Similarly, while dozens of lawsuits were filed challenging nearly every aspect of mail-in voting in Georgia and Pennsylvania, not a single lawsuit was brought against Indiana’s restrictive mail-in voting law enacted in 2023. In fact, Indiana saw only one voting lawsuit over the entire four-year period. South Dakota saw none.

The danger in ignoring the voting rights of citizens in more than half the country is that it creates a two-tiered democracy. Voters in swing states benefit from rigorous legal protections, while voters elsewhere are left to navigate increasingly burdensome rules without meaningful support or scrutiny.

This also reinforces a feedback loop: states with restrictive voting laws receive little attention because they aren’t electorally competitive. But part of the reason they aren’t competitive is because their laws prevent large segments of the population from voting.
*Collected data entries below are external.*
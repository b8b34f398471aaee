//! Mapping rule tests
//!
//! End-to-end passes through the engine against an in-memory hub:
//! - Blocks to element definitions (parts, values, ports, connectors)
//! - Element definitions back to blocks
//! - Requirements and their package nesting
//! - Directed and binary relationships
//! - State dependencies
//! - Engine failure handling and identifier reuse

pub mod tests_block_mapping;
pub mod tests_element_mapping;
pub mod tests_requirement_mapping;
pub mod tests_state_mapping;
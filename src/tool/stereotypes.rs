//! Stereotype and capability queries over tool elements.
//!
//! The modeling tool decides what a property "is" (part, value, connector
//! property) from the stereotypes applied to it and the kind of its type.
//! These are pure functions over [`Element`] and [`Project`].

use super::model::{Element, ElementKind, Project, PropertyValue, ValueSpecification};

/// Tagged-value key holding a value type's unit.
pub const UNIT_TAG: &str = "unit";

/// SysML stereotypes the mapping rules care about.
#[derive(Clone, Copy, Debug, PartialEq, Eq, Hash)]
pub enum Stereotype {
    Block,
    PartProperty,
    ValueProperty,
    ConnectorProperty,
    ValueType,
    Requirement,
    FunctionalRequirement,
    InterfaceRequirement,
    PerformanceRequirement,
    PhysicalRequirement,
    DesignConstraint,
    Trace,
    Satisfy,
    Verify,
    Refine,
    DeriveReqt,
    Copy,
    Allocate,
}

impl Stereotype {
    /// The stereotype name as applied in the tool.
    pub fn name(&self) -> &'static str {
        match self {
            Self::Block => "Block",
            Self::PartProperty => "PartProperty",
            Self::ValueProperty => "ValueProperty",
            Self::ConnectorProperty => "ConnectorProperty",
            Self::ValueType => "ValueType",
            Self::Requirement => "Requirement",
            Self::FunctionalRequirement => "functionalRequirement",
            Self::InterfaceRequirement => "interfaceRequirement",
            Self::PerformanceRequirement => "performanceRequirement",
            Self::PhysicalRequirement => "physicalRequirement",
            Self::DesignConstraint => "designConstraint",
            Self::Trace => "Trace",
            Self::Satisfy => "Satisfy",
            Self::Verify => "Verify",
            Self::Refine => "Refine",
            Self::DeriveReqt => "DeriveReqt",
            Self::Copy => "Copy",
            Self::Allocate => "Allocate",
        }
    }
}

impl std::fmt::Display for Stereotype {
    fn fmt(&self, f: &mut std::fmt::Formatter<'_>) -> std::fmt::Result {
        f.write_str(self.name())
    }
}

/// Whether the stereotype is applied to the element.
pub fn does_it_have_the_stereotype(element: &Element, stereotype: Stereotype) -> bool {
    element.has_stereotype_named(stereotype.name())
}

/// A property typed by a block, i.e. a composition.
pub fn is_part_property(project: &Project, property: &Element) -> bool {
    if property.kind != ElementKind::Property {
        return false;
    }
    if does_it_have_the_stereotype(property, Stereotype::PartProperty) {
        return true;
    }
    property
        .type_ref
        .as_ref()
        .and_then(|t| project.get(t))
        .is_some_and(|t| t.kind == ElementKind::Block)
}

/// A property holding a value: stereotyped as such, typed by a data type,
/// or carrying a literal default value.
pub fn is_value_property(project: &Project, property: &Element) -> bool {
    if property.kind != ElementKind::Property || is_part_property(project, property) {
        return false;
    }
    if does_it_have_the_stereotype(property, Stereotype::ValueProperty) {
        return true;
    }
    let typed_by_data_type = property
        .type_ref
        .as_ref()
        .and_then(|t| project.get(t))
        .is_some_and(|t| t.kind == ElementKind::DataType);

    typed_by_data_type
        || matches!(
            property.default_value,
            Some(
                ValueSpecification::LiteralInteger(_)
                    | ValueSpecification::LiteralUnlimitedNatural(_)
                    | ValueSpecification::LiteralReal(_)
                    | ValueSpecification::LiteralBoolean(_)
                    | ValueSpecification::LiteralString(_)
            )
        )
}

/// A connector property: stereotyped `ConnectorProperty` and holding an
/// element cross-reference as its default value.
pub fn is_connector_property(property: &Element) -> bool {
    property.kind == ElementKind::Property
        && does_it_have_the_stereotype(property, Stereotype::ConnectorProperty)
        && property
            .default_value
            .as_ref()
            .and_then(ValueSpecification::referenced_element)
            .is_some()
}

/// The unit name carried by a property's value type, if any.
pub fn unit_representation(project: &Project, property: &Element) -> Option<String> {
    let value_type = property.type_ref.as_ref().and_then(|t| project.get(t))?;
    value_type
        .properties
        .get(UNIT_TAG)
        .and_then(PropertyValue::as_str)
        .filter(|u| !u.trim().is_empty())
        .map(str::to_string)
}

/// Render a property's type as `"Type[Unit]"`, or `"Type"` without a unit.
pub fn type_representation(project: &Project, property: &Element) -> Option<String> {
    let value_type = property.type_ref.as_ref().and_then(|t| project.get(t))?;
    let type_name = value_type.name.as_deref()?;
    Some(match unit_representation(project, property) {
        Some(unit) => format!("{type_name}[{unit}]"),
        None => type_name.to_string(),
    })
}

/// Split a `"Type[Unit]"` representation back into its parts.
pub fn split_type_representation(representation: &str) -> (&str, Option<&str>) {
    match representation.split_once('[') {
        Some((type_name, rest)) => match rest.strip_suffix(']') {
            Some(unit) if !unit.is_empty() => (type_name, Some(unit)),
            _ => (representation, None),
        },
        None => (representation, None),
    }
}
//! Transactional mutation API for a tool [`Project`].
//!
//! `ToolTransaction` is the only way the mapping rules touch the project.
//! Before an existing element is mutated for the first time the transaction
//! keeps a snapshot of it, so the original stays available through
//! [`get_clone`](ToolTransaction::get_clone) and the whole transaction can
//! be [rolled back](ToolTransaction::rollback).
//!
//! ## Example
//!
//! ```ignore
//! let mut tx = ToolTransaction::new();
//! let block = tx.create(&mut project, ElementKind::Block, "Engine", Some(&pkg));
//! tx.modify(&mut project, &block, |e| e.is_abstract = true);
//! assert!(tx.is_created(&block));
//! ```

use super::model::{Element, ElementId, ElementKind, Project, PropertyValue};
use indexmap::{IndexMap, IndexSet};
use std::sync::Arc;

/// Tagged-value key holding a requirement's identifier.
pub const REQUIREMENT_ID_TAG: &str = "Id";
/// Tagged-value key holding a requirement's text.
pub const REQUIREMENT_TEXT_TAG: &str = "Text";

/// Whether a staged region is to be created or deleted.
#[derive(Clone, Copy, Debug, PartialEq, Eq, Hash)]
pub enum ChangeKind {
    Create,
    Delete,
}

/// An original element next to its current (mutated) state.
#[derive(Clone, Copy, Debug)]
pub struct ClonedElement<'a> {
    pub original: &'a Element,
    pub clone: &'a Element,
}

/// Records every mutation applied to a [`Project`] during a mapping pass.
#[derive(Clone, Debug, Default)]
pub struct ToolTransaction {
    /// Snapshots of existing elements taken before their first mutation.
    originals: IndexMap<ElementId, Element>,
    /// Elements created by this transaction, in creation order.
    created: IndexSet<ElementId>,
    /// Pre-existing elements removed by this transaction.
    removed: IndexMap<ElementId, Element>,
    /// Region changes staged per state, applied by the caller.
    regions: IndexMap<ElementId, Vec<(Element, ChangeKind)>>,
}

impl ToolTransaction {
    /// Create a new empty transaction.
    pub fn new() -> Self {
        Self::default()
    }

    // ── Query ───────────────────────────────────────────────────────

    /// Whether any mutations have been recorded.
    pub fn has_changes(&self) -> bool {
        !self.originals.is_empty()
            || !self.created.is_empty()
            || !self.removed.is_empty()
            || self.regions.values().any(|r| !r.is_empty())
    }

    /// Whether an existing element has been cloned for mutation.
    pub fn is_cloned(&self, id: &ElementId) -> bool {
        self.originals.contains_key(id)
    }

    /// Whether an element was created by this transaction.
    pub fn is_created(&self, id: &ElementId) -> bool {
        self.created.contains(id)
    }

    /// The original snapshot and current state of a cloned element.
    pub fn get_clone<'a>(&'a self, project: &'a Project, id: &ElementId) -> Option<ClonedElement<'a>> {
        let original = self.originals.get(id)?;
        let clone = project.get(id)?;
        Some(ClonedElement { original, clone })
    }

    /// Elements created by this transaction, in creation order.
    pub fn created_elements(&self) -> impl Iterator<Item = &ElementId> {
        self.created.iter()
    }

    /// Existing elements cloned for mutation.
    pub fn cloned_elements(&self) -> impl Iterator<Item = &ElementId> {
        self.originals.keys()
    }

    // ── Element lifecycle ───────────────────────────────────────────

    /// Create an element of a kind with a name, optionally owned.
    pub fn create(
        &mut self,
        project: &mut Project,
        kind: ElementKind,
        name: &str,
        owner: Option<&ElementId>,
    ) -> ElementId {
        let element = Element::new(ElementId::generate(), kind).with_name(name);
        self.add_element(project, element, owner)
    }

    /// Add a fully built element, linking it under `owner`.
    pub fn add_element(
        &mut self,
        project: &mut Project,
        mut element: Element,
        owner: Option<&ElementId>,
    ) -> ElementId {
        let id = element.id.clone();
        if let Some(owner_id) = owner {
            self.snapshot(project, owner_id);
            element.owner = Some(owner_id.clone());
        }
        project.add_element(element);
        self.created.insert(id.clone());
        id
    }

    /// Snapshot an existing element so it can be mutated safely.
    ///
    /// Returns false if the element does not exist.
    pub fn clone_element(&mut self, project: &Project, id: &ElementId) -> bool {
        if project.get(id).is_none() {
            return false;
        }
        self.snapshot(project, id);
        true
    }

    /// Mutate an element through a closure, snapshotting it first.
    pub fn modify<R>(
        &mut self,
        project: &mut Project,
        id: &ElementId,
        f: impl FnOnce(&mut Element) -> R,
    ) -> Option<R> {
        self.snapshot(project, id);
        project.get_mut(id).map(f)
    }

    /// Rename an element.
    pub fn rename(&mut self, project: &mut Project, id: &ElementId, name: &str) {
        self.modify(project, id, |e| e.name = Some(Arc::from(name)));
    }

    /// Apply a stereotype unless it is already applied.
    pub fn apply_stereotype(&mut self, project: &mut Project, id: &ElementId, stereotype: &str) {
        let present = project
            .get(id)
            .is_some_and(|e| e.has_stereotype_named(stereotype));
        if !present {
            self.modify(project, id, |e| e.stereotypes.push(Arc::from(stereotype)));
        }
    }

    /// Remove an element, everything it owns, and relationships touching it.
    pub fn remove_element(&mut self, project: &mut Project, id: &ElementId) -> Option<Element> {
        let owner_id = project.get(id)?.owner.clone();
        if let Some(owner_id) = owner_id {
            self.modify(project, &owner_id, |owner| {
                owner.owned_elements.retain(|child| child != id)
            });
        }
        project.roots.retain(|r| r != id);

        let mut doomed = vec![id.clone()];
        let mut index = 0;
        while index < doomed.len() {
            if let Some(e) = project.get(&doomed[index]) {
                doomed.extend(e.owned_elements.iter().cloned());
            }
            index += 1;
        }
        let relationships: Vec<ElementId> = project
            .iter_elements()
            .filter(|e| {
                e.relationship
                    .as_ref()
                    .is_some_and(|r| doomed.contains(&r.source) || doomed.contains(&r.target))
            })
            .map(|e| e.id.clone())
            .collect();
        doomed.extend(relationships);

        let mut removed_root = None;
        for doomed_id in doomed {
            if let Some(removed) = project.elements.shift_remove(&doomed_id) {
                if &doomed_id == id {
                    removed_root = Some(removed.clone());
                }
                if !self.created.shift_remove(&doomed_id) {
                    let original = self.originals.shift_remove(&doomed_id).unwrap_or(removed);
                    self.removed.insert(doomed_id, original);
                }
            }
        }
        removed_root
    }

    /// Move an element under a new owner, dropping the stale containment edge.
    pub fn reparent(&mut self, project: &mut Project, id: &ElementId, new_owner: &ElementId) {
        let Some(old_owner) = project.get(id).map(|e| e.owner.clone()) else {
            return;
        };
        if old_owner.as_ref() == Some(new_owner) {
            return;
        }
        match old_owner {
            Some(old_owner) => {
                self.modify(project, &old_owner, |owner| {
                    owner.owned_elements.retain(|child| child != id)
                });
            }
            None => project.roots.retain(|r| r != id),
        }
        self.modify(project, new_owner, |owner| {
            if !owner.owned_elements.contains(id) {
                owner.owned_elements.push(id.clone());
            }
        });
        self.modify(project, id, |e| e.owner = Some(new_owner.clone()));
    }

    // ── Requirements ────────────────────────────────────────────────

    /// The requirement identifier tag.
    pub fn requirement_id<'a>(&self, project: &'a Project, id: &ElementId) -> Option<&'a str> {
        tag(project, id, REQUIREMENT_ID_TAG)
    }

    /// Set the requirement identifier tag.
    pub fn set_requirement_id(&mut self, project: &mut Project, id: &ElementId, value: &str) {
        if self.requirement_id(project, id) != Some(value) {
            self.modify(project, id, |e| {
                e.properties
                    .insert(Arc::from(REQUIREMENT_ID_TAG), PropertyValue::from(value))
            });
        }
    }

    /// The requirement text tag.
    pub fn requirement_text<'a>(&self, project: &'a Project, id: &ElementId) -> Option<&'a str> {
        tag(project, id, REQUIREMENT_TEXT_TAG)
    }

    /// Set the requirement text tag.
    pub fn set_requirement_text(&mut self, project: &mut Project, id: &ElementId, value: &str) {
        if self.requirement_text(project, id) != Some(value) {
            self.modify(project, id, |e| {
                e.properties
                    .insert(Arc::from(REQUIREMENT_TEXT_TAG), PropertyValue::from(value))
            });
        }
    }

    // ── Reference data ──────────────────────────────────────────────

    /// Place a data type into the project's reference-data package, creating
    /// the package under the root container when missing.
    pub fn add_reference_data_to_data_package(
        &mut self,
        project: &mut Project,
        data_type: Element,
        package_name: &str,
    ) -> ElementId {
        let root = project.root_container().map(|r| r.id.clone());
        let package = match &root {
            Some(root_id) => project
                .owned_of_kind(root_id, ElementKind::Package)
                .find(|p| p.name_or_empty() == package_name)
                .map(|p| p.id.clone()),
            None => None,
        };
        let package = match package {
            Some(package) => package,
            None => self.create(project, ElementKind::Package, package_name, root.as_ref()),
        };
        self.add_element(project, data_type, Some(&package))
    }

    // ── Regions ─────────────────────────────────────────────────────

    /// Stage a region change for a state.
    pub fn stage_region(&mut self, state: &ElementId, region: Element, change: ChangeKind) {
        self.regions
            .entry(state.clone())
            .or_default()
            .push((region, change));
    }

    /// Region changes staged for a state.
    pub fn get_modified_regions(&self, state: &ElementId) -> &[(Element, ChangeKind)] {
        self.regions.get(state).map(Vec::as_slice).unwrap_or_default()
    }

    /// Apply every staged region change and clear the staging area.
    pub fn apply_region_changes(&mut self, project: &mut Project) {
        let staged = std::mem::take(&mut self.regions);
        for (state, changes) in staged {
            for (region, change) in changes {
                match change {
                    ChangeKind::Create => {
                        self.add_element(project, region, Some(&state));
                    }
                    ChangeKind::Delete => {
                        self.remove_element(project, &region.id);
                    }
                }
            }
        }
    }

    // ── Transaction control ─────────────────────────────────────────

    /// Fold another transaction's records into this one.
    ///
    /// Snapshots already held here win, since they are older.
    pub fn absorb(&mut self, other: ToolTransaction) {
        for (id, original) in other.originals {
            if !self.created.contains(&id) {
                self.originals.entry(id).or_insert(original);
            }
        }
        self.created.extend(other.created);
        for (id, original) in other.removed {
            if !self.created.shift_remove(&id) {
                let original = self.originals.shift_remove(&id).unwrap_or(original);
                self.removed.insert(id, original);
            }
        }
        for (state, changes) in other.regions {
            self.regions.entry(state).or_default().extend(changes);
        }
    }

    /// Undo every recorded mutation.
    pub fn rollback(self, project: &mut Project) {
        for id in self.created.iter().rev() {
            project.elements.shift_remove(id);
            project.roots.retain(|r| r != id);
        }
        for (id, original) in self.removed.into_iter().chain(self.originals) {
            if original.owner.is_none() && !project.roots.contains(&id) {
                project.roots.push(id.clone());
            }
            project.elements.insert(id, original);
        }
    }

    /// Snapshot an element before its first mutation.
    fn snapshot(&mut self, project: &Project, id: &ElementId) {
        if self.created.contains(id) || self.originals.contains_key(id) {
            return;
        }
        if let Some(element) = project.get(id) {
            self.originals.insert(id.clone(), element.clone());
        }
    }
}

fn tag<'a>(project: &'a Project, id: &ElementId, key: &str) -> Option<&'a str> {
    project
        .get(id)?
        .properties
        .get(key)
        .and_then(PropertyValue::as_str)
}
Addressing this problem has never been more urgent or more important. Our democracy is facing an existential crisis. Donald Trump is actively dismantling democratic institutions and undermining the rule of law. Only through free and fair elections can we hope to restore our republic.

But that requires free and fair elections in every state, not just in a strategic few.

Given the GOP’s built-in advantage in the Senate, Democrats will need fair voting rules not only in traditional battlegrounds like Michigan, North Carolina and Georgia, but also in states like Alaska, Iowa and Kentucky. Control of the House, which remains nearly evenly divided, will depend on close elections in districts across as many as 30 states.

None of this will be easy, even in the best of times. And it is even harder now, as Trump’s attacks on voting rights continue and the Republican Party embraces voter suppression as a national strategy.

But those of us in the pro-democracy movement cannot back down. We must confront this challenge head-on.

That means conducting a nationwide review of voting barriers in all 50 states. It means dedicating resources to challenge laws that disenfranchise voters. And it means having the political will to fight for the right to vote everywhere, regardless of how competitive a state appears today.

Republicans are counting on us to ignore what’s happening in the states they control. They are banking on us not having the resources or the will to fight for voting rights in states where recent history suggests the election results will not be close. They want us to be resigned and demoralized while their voter suppression machine grinds on.

For the sake of our democracy, we must prove them wrong.